Not because I behold the Infinite, but because I have, myself, a moment of perfection. Herein it is that our theory constitutes a complete contradiction to all “expression” or “significant”
theories of the Beautiful, and does away with the necessity those theories are under of reading sermons into stones. The yellow primrose needs not to remind us of the harmony of the universe, or to have ulterior significance whatever, if it gives by its own direct simple stimulation a moment of Unity and Self-completeness. That immediate experience indeed contains in itself the “form of reflection” of the Absolute, and it is through this that we so often pass, in the enjoyment of Beauty, to the thought of the divine. But that thought is a corollary, a secondary effect, not an essential part of the aesthetic moment. There is a wonderful bit of unconscious aesthetics in the following passage from Senancour, touching the “secret of relation” we have just analyzed.

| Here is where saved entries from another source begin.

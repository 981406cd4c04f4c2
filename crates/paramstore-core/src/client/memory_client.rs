//! In-memory parameter client

use std::collections::HashMap;
use std::sync::atomic::{AtomicUsize, Ordering};
use std::sync::RwLock;

use super::traits::{ParameterClient, ParameterError, ParameterMap, ParameterResult};

/// Dictionary-backed parameter client for tests and local runs
///
/// Every non-empty `fetch` counts as one round trip, so tests can assert how
/// many batched lookups a resolution performed.
///
/// # Example
///
/// ```
/// use paramstore_core::client::{ParameterClient, MemoryParameterClient};
///
/// let client = MemoryParameterClient::new();
/// client.insert("/x", "y");
///
/// assert!(client.fetch(&[]).unwrap().is_empty());
/// assert_eq!(client.fetch_count(), 0);
///
/// client.fetch(&["/x".to_string()]).unwrap();
/// assert_eq!(client.fetch_count(), 1);
/// ```
#[derive(Debug, Default)]
pub struct MemoryParameterClient {
    parameters: RwLock<HashMap<String, String>>,
    fetches: AtomicUsize,
}

impl MemoryParameterClient {
    pub fn new() -> Self {
        Self::default()
    }

    /// Create a client with initial parameters
    pub fn with_parameters(initial: HashMap<String, String>) -> Self {
        Self {
            parameters: RwLock::new(initial),
            fetches: AtomicUsize::new(0),
        }
    }

    pub fn insert(&self, name: impl Into<String>, value: impl Into<String>) {
        let mut parameters = self.parameters.write().unwrap();
        parameters.insert(name.into(), value.into());
    }

    pub fn remove(&self, name: &str) -> Option<String> {
        let mut parameters = self.parameters.write().unwrap();
        parameters.remove(name)
    }

    pub fn len(&self) -> usize {
        self.parameters.read().unwrap().len()
    }

    pub fn is_empty(&self) -> bool {
        self.len() == 0
    }

    /// Number of round trips served so far
    pub fn fetch_count(&self) -> usize {
        self.fetches.load(Ordering::SeqCst)
    }
}

impl ParameterClient for MemoryParameterClient {
    fn name(&self) -> &str {
        "memory"
    }

    fn fetch(&self, names: &[String]) -> ParameterResult<ParameterMap> {
        if names.is_empty() {
            return Ok(ParameterMap::new());
        }
        self.fetches.fetch_add(1, Ordering::SeqCst);

        let parameters = self.parameters.read().unwrap();
        names
            .iter()
            .map(|name| match parameters.get(name) {
                Some(value) => Ok((name.clone(), value.clone())),
                None => Err(ParameterError::MissingParameter(name.clone())),
            })
            .collect()
    }
}

impl<K, V> FromIterator<(K, V)> for MemoryParameterClient
where
    K: Into<String>,
    V: Into<String>,
{
    fn from_iter<I: IntoIterator<Item = (K, V)>>(iter: I) -> Self {
        Self::with_parameters(iter.into_iter().map(|(k, v)| (k.into(), v.into())).collect())
    }
}

impl Clone for MemoryParameterClient {
    /// Clones the parameters; the fetch counter starts over
    fn clone(&self) -> Self {
        let parameters = self.parameters.read().unwrap();
        Self::with_parameters(parameters.clone())
    }
}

“It was dark and rather cold. I was gloomy, and walked because I had nothing to do. I passed by some flowers placed breast-high upon a wall. A jonquil in bloom was there. It is the strongest expression of desire: it was the first perfume of the year. I felt all the happiness destined for man. This unutterable harmony of souls, the phantom of the ideal world, arose in me complete. I never felt anything so great or so instantaneous. I know not what shape, what analogy, what secret of relation it was that made me see in this flower a limitless beauty…. I shall never inclose in a conception this power, this immensity that nothing will express; this form that nothing will contain; this ideal of a better world which one feels, but which it would seem that nature has not made.”<1>
<1> Translation by Carleton Noyes: The Enjoyment of Art, 1903, p. 65.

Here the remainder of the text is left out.